Since IPSEC_DEBUG now is disabled by default, setkey -x is useful utility to debug some PF_KEY related problems.
Unfortunately the output that it produces is not easy to read. I modified it a bit and from my point of view, now it is much easier.

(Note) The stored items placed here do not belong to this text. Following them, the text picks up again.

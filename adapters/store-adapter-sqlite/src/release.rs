//! Release rows. Inserted by the release sync, never mutated.

use sqlx::{sqlite::SqliteRow, Row, SqlitePool};

use slipway_types::prelude::*;
use slipway_types::store::{InsertRelease, Release};

use crate::utils::*;

fn map_row(row: &SqliteRow) -> Result<Release, sqlx::Error> {
	Ok(Release {
		id: row.try_get::<String, _>("id")?.into(),
		repository_id: row.try_get::<String, _>("repository_id")?.into(),
		version: row.try_get::<String, _>("version")?.into(),
		release_name: row.try_get::<String, _>("release_name")?.into(),
		published_at: Timestamp(row.try_get("published_at")?),
		asset_id: row.try_get::<String, _>("asset_id")?.into(),
		asset_file_name: row.try_get::<String, _>("asset_file_name")?.into(),
		download_url: row.try_get::<String, _>("download_url")?.into(),
		asset_size: row.try_get("asset_size")?,
	})
}

pub(crate) async fn list(db: &SqlitePool, repository_id: &str) -> SwResult<Vec<Release>> {
	let rows = sqlx::query(
		"SELECT * FROM releases WHERE repository_id=? ORDER BY published_at DESC",
	)
	.bind(repository_id)
	.fetch_all(db)
	.await
	.inspect_err(inspect)
	.map_err(|_| Error::DbError)?;
	collect_res(rows.iter().map(map_row))
}

pub(crate) async fn find(db: &SqlitePool, id: &str) -> SwResult<Release> {
	let row = sqlx::query("SELECT * FROM releases WHERE id=?").bind(id).fetch_one(db).await;
	map_res(row, |row| map_row(&row))
}

pub(crate) async fn insert(db: &SqlitePool, data: InsertRelease<'_>) -> SwResult<Release> {
	let id = new_id();
	let res = sqlx::query(
		"INSERT INTO releases (id, repository_id, version, release_name, published_at,
			asset_id, asset_file_name, download_url, asset_size)
		VALUES (?, ?, ?, ?, ?, ?, ?, ?, ?)",
	)
	.bind(&id)
	.bind(data.repository_id)
	.bind(data.version)
	.bind(data.release_name)
	.bind(data.published_at.0)
	.bind(data.asset_id)
	.bind(data.asset_file_name)
	.bind(data.download_url)
	.bind(data.asset_size)
	.execute(db)
	.await;

	match res {
		Ok(_) => find(db, &id).await,
		Err(sqlx::Error::Database(err)) if err.is_unique_violation() => {
			Err(Error::AlreadyExists(format!("{} {}", data.repository_id, data.version)))
		}
		Err(err) => {
			inspect(&err);
			Err(Error::DbError)
		}
	}
}

// vim: ts=4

I added text names of SADB message types. This file is used to build setkey(8) in userland.
For example, before:
15:10:30.325443
sadb_msg{ version=2 type=11 errno=0 satype=1
len=2 reserved=0 seq=0 pid=96324
15:10:30.325481
15:10:35.328836
sadb_msg{ version=2 type=18 errno=0 satype=0
len=15 reserved=1 seq=3 pid=96325
sadb_ext{ len=3 type=5 }
sadb_address{ proto=255 prefixlen=0 reserved=0x0000 }
sockaddr{ len=16 family=2 addr=0.0.0.0 }
sadb_ext{ len=3 type=6 }
sadb_address{ proto=255 prefixlen=0 reserved=0x0000 }
sockaddr{ len=16 family=2 addr=0.0.0.0 }
sadb_ext{ len=7 type=18 }
sadb_x_policy{ type=2 dir=1 id=1 scope=2 ifindex=6 }
{ len=40 proto=50 mode=2 level=3 reqid=100
sockaddr{ len=16 family=2 addr=10.9.8.6 }
sockaddr{ len=16 family=2 addr=10.9.8.3 }
}After:
14:19:54.957112
sadb_msg{ version=2 type=11(X_PROMISC) errno=0 satype=1
len=2 reserved=0 seq=0 pid=96154
14:19:54.957142
14:19:58.715888
sadb_msg{ version=2 type=18(X_SPDDUMP) errno=0 satype=0
len=15 reserved=1 seq=3 pid=96155
sadb_ext{ len=3 type=5(ADDRESS_SRC) }
sadb_address{ proto=255 prefixlen=0 reserved=0x0000 }
sockaddr{ len=16 family=2 addr=0.0.0.0 }
sadb_ext{ len=3 type=6(ADDRESS_DST) }
sadb_address{ proto=255 prefixlen=0 reserved=0x0000 }
sockaddr{ len=16 family=2 addr=0.0.0.0 }
sadb_ext{ len=7 type=18(POLICY) }
sadb_x_policy{ type=2 dir=1 id=1 scope=2 ifindex=6 }
{ len=40 proto=50 mode=2 level=3 reqid=100
sockaddr{ len=16 family=2 addr=10.9.8.6 }
sockaddr{ len=16 family=2 addr=10.9.8.3 }
}